(Saved entries)
──────

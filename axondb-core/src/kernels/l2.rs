// SPDX-License-Identifier: AGPL-3.0-or-later
// AxonDB - Vector Storage Substrate
// Copyright (C) 2026 Sushanth Reddy Vanagala (https://github.com/sushanthpy)
//
// This program is free software: you can redistribute it and/or modify
// it under the terms of the GNU Affero General Public License as published by
// the Free Software Foundation, either version 3 of the License, or
// (at your option) any later version.
//
// This program is distributed in the hope that it will be useful,
// but WITHOUT ANY WARRANTY; without even the implied warranty of
// MERCHANTABILITY or FITNESS FOR A PARTICULAR PURPOSE. See the
// GNU Affero General Public License for more details.
//
// You should have received a copy of the GNU Affero General Public License
// along with this program. If not, see <https://www.gnu.org/licenses/>.

//! L2 (Euclidean) distance and norm.

use crate::error::Result;
use crate::kernels::{elements_of, Element};
use crate::registry::{OperatorEntity, OperatorRegistry};
use crate::types::{DataType, MetricType, SimdLevel};

/// Scalar reference kernel, unrolled by 4 lanes.
pub fn l2_distance_scalar<T: Element>(a: &[u8], b: &[u8]) -> f32 {
    let pa = elements_of::<T>(a);
    let pb = elements_of::<T>(b);
    let n = pa.len();
    let mut sum = 0.0f32;
    let mut i = 0;
    while i + 4 <= n {
        let d0 = pa[i].to_f32() - pb[i].to_f32();
        let d1 = pa[i + 1].to_f32() - pb[i + 1].to_f32();
        let d2 = pa[i + 2].to_f32() - pb[i + 2].to_f32();
        let d3 = pa[i + 3].to_f32() - pb[i + 3].to_f32();
        sum += d0 * d0 + d1 * d1 + d2 * d2 + d3 * d3;
        i += 4;
    }
    while i < n {
        let d = pa[i].to_f32() - pb[i].to_f32();
        sum += d * d;
        i += 1;
    }
    sum.sqrt()
}

/// Scalar L2 norm.
pub fn l2_norm_scalar<T: Element>(a: &[u8]) -> f32 {
    let pa = elements_of::<T>(a);
    let n = pa.len();
    let mut sum = 0.0f32;
    let mut i = 0;
    while i + 4 <= n {
        let v0 = pa[i].to_f32();
        let v1 = pa[i + 1].to_f32();
        let v2 = pa[i + 2].to_f32();
        let v3 = pa[i + 3].to_f32();
        sum += v0 * v0 + v1 * v1 + v2 * v2 + v3 * v3;
        i += 4;
    }
    while i < n {
        let v = pa[i].to_f32();
        sum += v * v;
        i += 1;
    }
    sum.sqrt()
}

#[cfg(target_arch = "x86_64")]
pub fn l2_distance_sse(a: &[u8], b: &[u8]) -> f32 {
    #[target_feature(enable = "sse4.1")]
    unsafe fn inner(a: &[f32], b: &[f32]) -> f32 {
        use std::arch::x86_64::*;

        let n = a.len();
        let chunks = n / 4;
        let mut sum = _mm_setzero_ps();
        for i in 0..chunks {
            let va = _mm_loadu_ps(a.as_ptr().add(i * 4));
            let vb = _mm_loadu_ps(b.as_ptr().add(i * 4));
            let diff = _mm_sub_ps(va, vb);
            sum = _mm_add_ps(sum, _mm_mul_ps(diff, diff));
        }
        let mut result = crate::kernels::x86::hsum128_ps(sum);
        for i in (chunks * 4)..n {
            let d = a[i] - b[i];
            result += d * d;
        }
        result.sqrt()
    }

    if is_x86_feature_detected!("sse4.1") {
        unsafe { inner(elements_of::<f32>(a), elements_of::<f32>(b)) }
    } else {
        l2_distance_scalar::<f32>(a, b)
    }
}

#[cfg(target_arch = "x86_64")]
pub fn l2_distance_avx2(a: &[u8], b: &[u8]) -> f32 {
    #[target_feature(enable = "avx2,fma")]
    unsafe fn inner(a: &[f32], b: &[f32]) -> f32 {
        use std::arch::x86_64::*;

        let n = a.len();
        let chunks = n / 8;
        let mut sum = _mm256_setzero_ps();
        for i in 0..chunks {
            let va = _mm256_loadu_ps(a.as_ptr().add(i * 8));
            let vb = _mm256_loadu_ps(b.as_ptr().add(i * 8));
            let diff = _mm256_sub_ps(va, vb);
            sum = _mm256_fmadd_ps(diff, diff, sum);
        }
        let mut result = crate::kernels::x86::hsum256_ps(sum);
        for i in (chunks * 8)..n {
            let d = a[i] - b[i];
            result += d * d;
        }
        result.sqrt()
    }

    if is_x86_feature_detected!("avx2") && is_x86_feature_detected!("fma") {
        unsafe { inner(elements_of::<f32>(a), elements_of::<f32>(b)) }
    } else {
        l2_distance_scalar::<f32>(a, b)
    }
}

#[cfg(target_arch = "x86_64")]
pub fn l2_distance_avx512(a: &[u8], b: &[u8]) -> f32 {
    #[target_feature(enable = "avx512f")]
    unsafe fn inner(a: &[f32], b: &[f32]) -> f32 {
        use std::arch::x86_64::*;

        let n = a.len();
        let chunks = n / 16;
        let mut sum = _mm512_setzero_ps();
        for i in 0..chunks {
            let va = _mm512_loadu_ps(a.as_ptr().add(i * 16));
            let vb = _mm512_loadu_ps(b.as_ptr().add(i * 16));
            let diff = _mm512_sub_ps(va, vb);
            sum = _mm512_fmadd_ps(diff, diff, sum);
        }
        let mut result = _mm512_reduce_add_ps(sum);
        for i in (chunks * 16)..n {
            let d = a[i] - b[i];
            result += d * d;
        }
        result.sqrt()
    }

    if is_x86_feature_detected!("avx512f") {
        unsafe { inner(elements_of::<f32>(a), elements_of::<f32>(b)) }
    } else {
        l2_distance_scalar::<f32>(a, b)
    }
}

#[cfg(target_arch = "x86_64")]
pub fn l2_norm_sse(a: &[u8]) -> f32 {
    #[target_feature(enable = "sse4.1")]
    unsafe fn inner(a: &[f32]) -> f32 {
        use std::arch::x86_64::*;

        let n = a.len();
        let chunks = n / 4;
        let mut sum = _mm_setzero_ps();
        for i in 0..chunks {
            let va = _mm_loadu_ps(a.as_ptr().add(i * 4));
            sum = _mm_add_ps(sum, _mm_mul_ps(va, va));
        }
        let mut result = crate::kernels::x86::hsum128_ps(sum);
        for i in (chunks * 4)..n {
            result += a[i] * a[i];
        }
        result.sqrt()
    }

    if is_x86_feature_detected!("sse4.1") {
        unsafe { inner(elements_of::<f32>(a)) }
    } else {
        l2_norm_scalar::<f32>(a)
    }
}

#[cfg(target_arch = "x86_64")]
pub fn l2_norm_avx2(a: &[u8]) -> f32 {
    #[target_feature(enable = "avx2,fma")]
    unsafe fn inner(a: &[f32]) -> f32 {
        use std::arch::x86_64::*;

        let n = a.len();
        let chunks = n / 8;
        let mut sum = _mm256_setzero_ps();
        for i in 0..chunks {
            let va = _mm256_loadu_ps(a.as_ptr().add(i * 8));
            sum = _mm256_fmadd_ps(va, va, sum);
        }
        let mut result = crate::kernels::x86::hsum256_ps(sum);
        for i in (chunks * 8)..n {
            result += a[i] * a[i];
        }
        result.sqrt()
    }

    if is_x86_feature_detected!("avx2") && is_x86_feature_detected!("fma") {
        unsafe { inner(elements_of::<f32>(a)) }
    } else {
        l2_norm_scalar::<f32>(a)
    }
}

fn scalar_entity(
    data_type: DataType,
    distance: crate::registry::DistanceFn,
    norm: crate::registry::NormFn,
) -> OperatorEntity {
    OperatorEntity {
        supports: true,
        metric: MetricType::L2,
        data_type,
        simd_level: SimdLevel::None,
        distance: Some(distance),
        norm: Some(norm),
        ..Default::default()
    }
}

pub fn register_l2_operators(r: &mut OperatorRegistry) -> Result<()> {
    r.register_operator(
        scalar_entity(DataType::U8, l2_distance_scalar::<u8>, l2_norm_scalar::<u8>),
        false,
    )?;
    r.register_operator(
        scalar_entity(
            DataType::F16,
            l2_distance_scalar::<half::f16>,
            l2_norm_scalar::<half::f16>,
        ),
        false,
    )?;
    r.register_operator(
        scalar_entity(DataType::F32, l2_distance_scalar::<f32>, l2_norm_scalar::<f32>),
        false,
    )?;

    #[cfg(target_arch = "x86_64")]
    {
        let features = crate::types::cpu_features();
        if features.sse41 {
            r.register_operator(
                OperatorEntity {
                    supports: true,
                    metric: MetricType::L2,
                    data_type: DataType::F32,
                    simd_level: SimdLevel::Sse,
                    distance: Some(l2_distance_sse),
                    norm: Some(l2_norm_sse),
                    ..Default::default()
                },
                false,
            )?;
        }
        if features.avx2 {
            r.register_operator(
                OperatorEntity {
                    supports: true,
                    metric: MetricType::L2,
                    data_type: DataType::F32,
                    simd_level: SimdLevel::Avx2,
                    distance: Some(l2_distance_avx2),
                    norm: Some(l2_norm_avx2),
                    ..Default::default()
                },
                false,
            )?;
        }
        if features.avx512f {
            r.register_operator(
                OperatorEntity {
                    supports: true,
                    metric: MetricType::L2,
                    data_type: DataType::F32,
                    simd_level: SimdLevel::Avx512,
                    distance: Some(l2_distance_avx512),
                    norm: Some(l2_norm_avx2),
                    ..Default::default()
                },
                false,
            )?;
        }
    }

    Ok(())
}

#[cfg(test)]
mod tests {
    use super::*;
    use crate::kernels::test_util::{aligned_f32, assert_close, random_f32};

    #[test]
    fn test_l2_scalar() {
        let a = aligned_f32(&[1.0, 2.0, 3.0, 4.0]);
        let b = aligned_f32(&[1.0, 2.0, 3.0, 6.0]);
        let d = l2_distance_scalar::<f32>(&a, &b);
        assert!((d - 2.0).abs() < 1e-6);
    }

    #[test]
    fn test_l2_norm() {
        let a = aligned_f32(&[3.0, 4.0]);
        assert!((l2_norm_scalar::<f32>(&a) - 5.0).abs() < 1e-6);
    }

    #[test]
    fn test_l2_tiers_agree() {
        let av = random_f32(257, 21);
        let bv = random_f32(257, 22);
        let a = aligned_f32(&av);
        let b = aligned_f32(&bv);
        let reference = l2_distance_scalar::<f32>(&a, &b);
        #[cfg(target_arch = "x86_64")]
        {
            let features = crate::types::cpu_features();
            if features.sse41 {
                assert_close(reference, l2_distance_sse(&a, &b), 1e-4);
                assert_close(l2_norm_scalar::<f32>(&a), l2_norm_sse(&a), 1e-4);
            }
            if features.avx2 {
                assert_close(reference, l2_distance_avx2(&a, &b), 1e-4);
                assert_close(l2_norm_scalar::<f32>(&a), l2_norm_avx2(&a), 1e-4);
            }
            if features.avx512f {
                assert_close(reference, l2_distance_avx512(&a, &b), 1e-4);
            }
        }
        assert!(reference > 0.0);
    }
}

──────

_AIM OF THE EXERCISE_: In the entries above, some lines hold the string "later". Copy each of them.

_REPLY TO THE EXERCISE_:
// SPDX-License-Identifier: AGPL-3.0-or-later
// (at your option) any later version.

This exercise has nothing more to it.